Il rischio della “sospensione parziale”
Una volta presentata la domanda entro il 30 aprile 2026, scatta il congelamento dei pagamenti. Tuttavia, la sospensione non è totale: riguarda solo le somme inserite nell’istanza.
- La trappola: Per i debiti che restano fuori dalla sanatoria, l’obbligo di pagare le rate mensili prosegue senza sosta.
- La conseguenza: Se il contribuente smette di pagare l’intera rata pensando che la domanda di rottamazione copra tutto, rischia la decadenza definitiva dalla dilazione ordinaria (che scatta dopo il mancato versamento di 8 rate).
Il vicolo cieco della cartella “ibrida”
La vera sfida si presenta quando una singola cartella esattoriale contiene al suo interno voci di natura diversa: ad esempio, una quota capitale IVA (definibile) e sanzioni amministrative locali (escluse).
In questo caso, l’infrastruttura tecnologica mostra la corda:
- Sistemi Online: Il portale “Paga Online” e l’app “Equiclick” non permettono di “spezzare” il bollettino della rata. Il sistema vede un importo unico e non consente pagamenti parziali.

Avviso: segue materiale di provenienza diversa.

//! # Back Office Error Types
//!
//! ```text
//! ┌─────────────────────────────────────────────────────────────────────────┐
//! │  Category          Variants                       Caller sees           │
//! │  ────────────────  ─────────────────────────────  ──────────────────    │
//! │  Collaborator      Database, Core                 propagated as-is      │
//! │  Authorization     StoreAccessDenied              rejected switch       │
//! │  Configuration     ConfigLoad, ConfigParse,       startup failure       │
//! │                    InvalidConfig                                        │
//! │  Worker            Channel, ShuttingDown          publish failed        │
//! └─────────────────────────────────────────────────────────────────────────┘
//! ```
//!
//! A missing sale return is not an error at all; the settlement service
//! returns `Ok(())` for it.

use harbor_core::session::DenialReason;
use harbor_core::CoreError;
use harbor_db::DbError;
use thiserror::Error;

pub type BackofficeResult<T> = Result<T, BackofficeError>;

#[derive(Debug, Error)]
pub enum BackofficeError {
    // =========================================================================
    // Collaborator Errors
    // =========================================================================
    #[error("Database error: {0}")]
    Database(#[from] DbError),

    #[error(transparent)]
    Core(#[from] CoreError),

    // =========================================================================
    // Authorization
    // =========================================================================
    /// A select or switch named a store the user may not use.
    #[error("Store {store_id} is not available: {reason}")]
    StoreAccessDenied {
        store_id: String,
        reason: DenialReason,
    },

    // =========================================================================
    // Configuration
    // =========================================================================
    #[error("Failed to load config: {0}")]
    ConfigLoad(#[from] std::io::Error),

    #[error("Failed to parse config: {0}")]
    ConfigParse(#[from] toml::de::Error),

    #[error("Invalid configuration: {0}")]
    InvalidConfig(String),

    // =========================================================================
    // Worker
    // =========================================================================
    #[error("Channel error: {0}")]
    Channel(String),

    /// The settlement worker has stopped accepting events.
    #[error("Settlement worker is shutting down")]
    ShuttingDown,
}

impl BackofficeError {
    /// Whether redelivering the same event could succeed.
    pub fn is_retryable(&self) -> bool {
        match self {
            BackofficeError::Database(db) => db.is_transient(),
            BackofficeError::Channel(_) => true,
            _ => false,
        }
    }

    pub fn is_config_error(&self) -> bool {
        matches!(
            self,
            BackofficeError::ConfigLoad(_)
                | BackofficeError::ConfigParse(_)
                | BackofficeError::InvalidConfig(_)
        )
    }
}

// =============================================================================
// Unit Tests
// =============================================================================

#[cfg(test)]
mod tests {
    use super::*;

    #[test]
    fn test_retryable_classification() {
        assert!(BackofficeError::Database(DbError::PoolExhausted).is_retryable());
        assert!(!BackofficeError::Database(DbError::not_found("SaleReturn", "x")).is_retryable());
        assert!(!BackofficeError::InvalidConfig("bad".into()).is_retryable());
        assert!(!BackofficeError::StoreAccessDenied {
            store_id: "s2".into(),
            reason: DenialReason::NotAMember,
        }
        .is_retryable());
    }

    #[test]
    fn test_core_error_passes_through_display() {
        let err: BackofficeError = CoreError::MissingAccountRole("refunds_payable".into()).into();
        assert_eq!(
            err.to_string(),
            "Account map has no account for role 'refunds_payable'"
        );
        assert!(!err.is_config_error());
    }
}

- Sportello Virtuale: Anche il video-appuntamento, pur utile per chiarimenti, spesso non ha l’autorizzazione tecnica per emettere bollettini ricalcolati in tempo reale.

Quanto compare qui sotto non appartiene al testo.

//! # Database Error Types
//!
//! ## Error Flow
//! ```text
//! sqlx::Error / MigrateError / CoreError
//!       │
//!       ▼
//! DbError (this module) ← categorised: not found, unique, FK, pool...
//!       │
//!       ▼
//! BackofficeError::Database ← what the worker logs
//! ```

use harbor_core::CoreError;
use thiserror::Error;

/// Database operation errors.
#[derive(Debug, Error)]
pub enum DbError {
    /// Entity not found in database.
    #[error("{entity} not found: {id}")]
    NotFound { entity: String, id: String },

    /// Unique constraint violation.
    ///
    /// ## When This Occurs
    /// - Duplicate store code or receipt number
    /// - Two writers racing to post the same journal source
    #[error("Duplicate {field}: '{value}' already exists")]
    UniqueViolation { field: String, value: String },

    /// Foreign key constraint violation.
    ///
    /// ## When This Occurs
    /// - Crediting a customer id that is not in `customers`
    /// - A return pointing at an unknown store
    #[error("Foreign key violation: {message}")]
    ForeignKeyViolation { message: String },

    /// A CHECK constraint rejected the row (negative refund, tax > total).
    #[error("Constraint violation: {0}")]
    CheckViolation(String),

    #[error("Connection failed: {0}")]
    ConnectionFailed(String),

    #[error("Migration failed: {0}")]
    MigrationFailed(String),

    #[error("Query failed: {0}")]
    QueryFailed(String),

    /// Pool exhausted (all connections in use).
    #[error("Connection pool exhausted")]
    PoolExhausted,

    /// Stored data could not be decoded (bad JSON in `meta`, etc.).
    #[error("Corrupt {what}: {message}")]
    Corrupt { what: String, message: String },

    /// A domain rule refused the write before it reached SQLite.
    #[error(transparent)]
    Core(#[from] CoreError),

    #[error("Internal database error: {0}")]
    Internal(String),
}

impl DbError {
    pub fn not_found(entity: impl Into<String>, id: impl Into<String>) -> Self {
        DbError::NotFound {
            entity: entity.into(),
            id: id.into(),
        }
    }

    /// Failures a later redelivery may get past.
    pub fn is_transient(&self) -> bool {
        matches!(self, DbError::PoolExhausted | DbError::ConnectionFailed(_))
    }
}

/// Convert sqlx errors to DbError.
///
/// ```text
/// sqlx::Error::RowNotFound    → DbError::NotFound
/// sqlx::Error::Database       → inspect message for the constraint kind
/// sqlx::Error::PoolTimedOut   → DbError::PoolExhausted
/// Other                       → DbError::Internal
/// ```
impl From<sqlx::Error> for DbError {
    fn from(err: sqlx::Error) -> Self {
        match err {
            sqlx::Error::RowNotFound => DbError::not_found("Record", "unknown"),

            sqlx::Error::Database(db_err) => {
                let msg = db_err.message();

                if let Some(field) = msg.strip_prefix("UNIQUE constraint failed: ") {
                    DbError::UniqueViolation {
                        field: field.to_string(),
                        value: "unknown".to_string(),
                    }
                } else if msg.contains("FOREIGN KEY constraint failed") {
                    DbError::ForeignKeyViolation {
                        message: msg.to_string(),
                    }
                } else if msg.contains("CHECK constraint failed") {
                    DbError::CheckViolation(msg.to_string())
                } else {
                    DbError::QueryFailed(msg.to_string())
                }
            }

            sqlx::Error::PoolTimedOut => DbError::PoolExhausted,

            sqlx::Error::PoolClosed => DbError::ConnectionFailed("Pool is closed".to_string()),

            _ => DbError::Internal(err.to_string()),
        }
    }
}

impl From<sqlx::migrate::MigrateError> for DbError {
    fn from(err: sqlx::migrate::MigrateError) -> Self {
        DbError::MigrationFailed(err.to_string())
    }
}

/// Result type for database operations.
pub type DbResult<T> = Result<T, DbError>;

La soluzione “analogica”: il ritorno allo sportello fisico
Per evitare errori che potrebbero costare caro, la soluzione resta quella tradizionale: recarsi fisicamente in ufficio. Un operatore deve infatti procedere manualmente allo scorporo contabile, scorporando la quota “congelata” da quella che deve essere pagata subito.
L’onere per il contribuente: Questa operazione non è definitiva. Poiché il sistema non si aggiorna automaticamente in questa fase transitoria, il ricalcolo e la stampa del bollettino ridotto potrebbero dover essere ripetuti ogni mese, fino al 31 luglio 2026 (data in cui la rottamazione diventa effettiva e le vecchie rateazioni vengono ricalcolate d’ufficio).
Un esempio pratico
Immaginiamo una rata mensile da 500 euro. Se 350 euro riguardano debiti rottamabili e 150 euro debiti esclusi, il contribuente deve continuare a versare i 150 euro ogni mese. Senza il passaggio manuale allo sportello per ottenere un nuovo modulo di pagamento da 150 euro, il versamento risulterebbe impossibile o verrebbe imputato in modo errato, mettendo a rischio la permanenza nella rateazione per la parte non sanabile.
Conclusioni: agire d’anticipo
La rigidità degli attuali algoritmi fiscali impone la massima cautela. In attesa di un eventuale aggiornamento dei software di Agenzia Riscossione, la prenotazione di un appuntamento fisico resta l’unica mossa sicura per chi si trova in una situazione di debito “misto”.